Stay true to yourself and your channel
When deciding whether or not to work with a brand, it’s important to think about whether or not the brand is a good fit for the type of content you create, and vice versa. Kurt Hugo Schneider says, “I never want to sacrifice the authenticity of the brand and the people that are watching.”
In other words, you shouldn’t work with any old brand just for the money – you should work with brands that you genuinely believe in and that you believe your audience will like too, and authenticity will shine through in your content.
Make cold calls to recruit brands
If you’re interested in working with brands, you may be lucky enough to have them approach you. However, it’s more likely that you’ll be the one reaching out to brands to see if they’re interested in striking a deal with you. Nearly all of the YouTubers on the panel recommended making cold calls in order to drum up business.
When making cold calls, Dane Boedigheimer of The Annoying Orange explains that it’s important to “explain what you do, why you do it well, and why they should do business with you.” Remember, you are presenting yourself as a product and want to make it clear to the brand that if they work with you they’ll get great exposure for themselves.
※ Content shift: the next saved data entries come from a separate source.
//! Security requirement evaluation.
//!
//! Requirement objects are OR-ed; schemes within one object are AND-ed.
//! Every failure surfaces as a 403 with code `server_error`.

use super::{Fitting, FittingDef, FittingResult, PipelineRuntime};
use crate::context::{Context, NativeRequest};
use crate::contract::{ApiContract, SecurityRequirement, SecurityScheme};
use crate::errors::{FailureKind, FittingError, PipeConfigError};
use async_trait::async_trait;
use std::collections::BTreeMap;
use std::fmt;
use std::sync::Arc;
use tracing::debug;

/// Registered factory name.
pub const NAME: &str = "swagger_security";

const DENIED_STATUS: u16 = 403;
const DENIED_CODE: &str = "server_error";

/// Decides whether a request satisfies one security scheme.
#[async_trait]
pub trait SecurityHandler: Send + Sync {
    /// Returns an error describing the denial.
    async fn authorize(
        &self,
        request: &NativeRequest,
        scheme: &SecurityScheme,
        scopes: &[String],
    ) -> anyhow::Result<()>;
}

#[async_trait]
impl<F> SecurityHandler for F
where
    F: Fn(&NativeRequest, &SecurityScheme, &[String]) -> anyhow::Result<()> + Send + Sync,
{
    async fn authorize(
        &self,
        request: &NativeRequest,
        scheme: &SecurityScheme,
        scopes: &[String],
    ) -> anyhow::Result<()> {
        self(request, scheme, scopes)
    }
}

/// Security handlers keyed by scheme name.
#[derive(Clone, Default)]
pub struct SecurityHandlers {
    handlers: BTreeMap<String, Arc<dyn SecurityHandler>>,
}

impl SecurityHandlers {
    /// Creates an empty set.
    #[must_use]
    pub fn new() -> Self {
        Self::default()
    }

    /// Registers a handler for a scheme.
    #[must_use]
    pub fn with_handler(mut self, scheme: impl Into<String>, handler: impl SecurityHandler + 'static) -> Self {
        self.insert(scheme, handler);
        self
    }

    /// Registers a handler for a scheme.
    pub fn insert(&mut self, scheme: impl Into<String>, handler: impl SecurityHandler + 'static) {
        self.handlers.insert(scheme.into(), Arc::new(handler));
    }

    /// Looks up a handler.
    #[must_use]
    pub fn get(&self, scheme: &str) -> Option<&Arc<dyn SecurityHandler>> {
        self.handlers.get(scheme)
    }
}

impl fmt::Debug for SecurityHandlers {
    fn fmt(&self, f: &mut fmt::Formatter<'_>) -> fmt::Result {
        f.debug_set().entries(self.handlers.keys()).finish()
    }
}

/// Factory for [`SecurityFitting`].
pub fn create(def: &FittingDef, runtime: &PipelineRuntime) -> Result<Arc<dyn Fitting>, PipeConfigError> {
    Ok(Arc::new(SecurityFitting {
        name: def.name.clone(),
        contract: runtime.contract.clone(),
        handlers: runtime.security_handlers.clone(),
    }))
}

/// Checks the matched operation's security requirements.
#[derive(Debug)]
pub struct SecurityFitting {
    name: String,
    contract: Arc<ApiContract>,
    handlers: Arc<SecurityHandlers>,
}

impl SecurityFitting {
    async fn check_requirement(
        &self,
        request: &NativeRequest,
        requirement: &SecurityRequirement,
    ) -> Result<(), FittingError> {
        for (scheme_name, scopes) in requirement {
            let handler = self
                .handlers
                .get(scheme_name)
                .ok_or_else(|| denied(format!("Unknown security handler: {scheme_name}")))?;
            let scheme = self
                .contract
                .security_scheme(scheme_name)
                .ok_or_else(|| denied(format!("Unknown security definition: {scheme_name}")))?;

            handler
                .authorize(request, scheme, scopes)
                .await
                .map_err(|e| denied(e.to_string()))?;
        }
        Ok(())
    }
}

fn denied(message: String) -> FittingError {
    FittingError::new(FailureKind::Validation, message)
        .with_status(DENIED_STATUS)
        .with_code(DENIED_CODE)
}

#[async_trait]
impl Fitting for SecurityFitting {
    fn name(&self) -> &str {
        &self.name
    }

    async fn call(&self, ctx: &mut Context) -> FittingResult {
        let Some(operation) = ctx.request.operation().cloned() else {
            return Ok(ctx.output.take());
        };
        if operation.security.is_empty() {
            return Ok(ctx.output.take());
        }

        let mut last_denial = None;
        for requirement in &operation.security {
            match self.check_requirement(&ctx.request, requirement).await {
                Ok(()) => return Ok(ctx.output.take()),
                Err(err) => {
                    debug!(error = %err, "security requirement not met");
                    last_denial = Some(err);
                }
            }
        }
        Err(last_denial.unwrap_or_else(|| denied("Access denied".to_string())))
    }
}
Points you can focus on range from the type of content you produce to your number of subscribers and their demographics, the average number of views your videos get, and your social media following.
Spencer Griffin of College Humor says it’s important to be aggressive – keep calling and contacting brands and eventualy someone will respond.
Get someone else to negotiate for you
Once a brand shows interest in working with you, many of the experts on the panel suggested getting someone else to negotiate for you – especially if you’re used to being on the creative side of things. Elle Walker explains, “You’ve built this audience, you have the authenticity, you’re giving them a great product, and… you need to remember how much you’re worth.” That being said, it can sometimes be difficult to stick to your guns when it comes to judging your own worth. If you get someone else to negotiate your deals for you – whether it’s a YouTube network that you are a part of, or even if it’s just a friend or family member – you’ll be less likely to cave to brands asking you to lower your rates an unreasonable amount.
Map out everything in your contract
You’ve got a deal in the works and are ready to draft up a contract. The experts on the YouTube Pro Series panel stress the importance of mapping out everything in your contract. Dane Bo explains that leaving space for interpretation in a contract can lead to trouble (and a heck of a lot more work for you). For instance, if you don’t make it clear that the brand you are working with will have X rounds of giving feedback before the video cut is complete, you may wind up having to put a lot more work into the project than you anticipated.
Elle Walker also points out that you need to “be very clear upfront” about video views. Let the brand know that they’re paying for the production, but they’ll be responsible for promoting it if they want to get X number of views.
Get a lawyer
Finally, Dane Bo suggests that along with not negotiating contracts yourself you get a lawyer to ensure that the deal you’re making is airtight.
Have you done any branded YouTube deals? If so, what advice would you give to creators looking to start working with brands?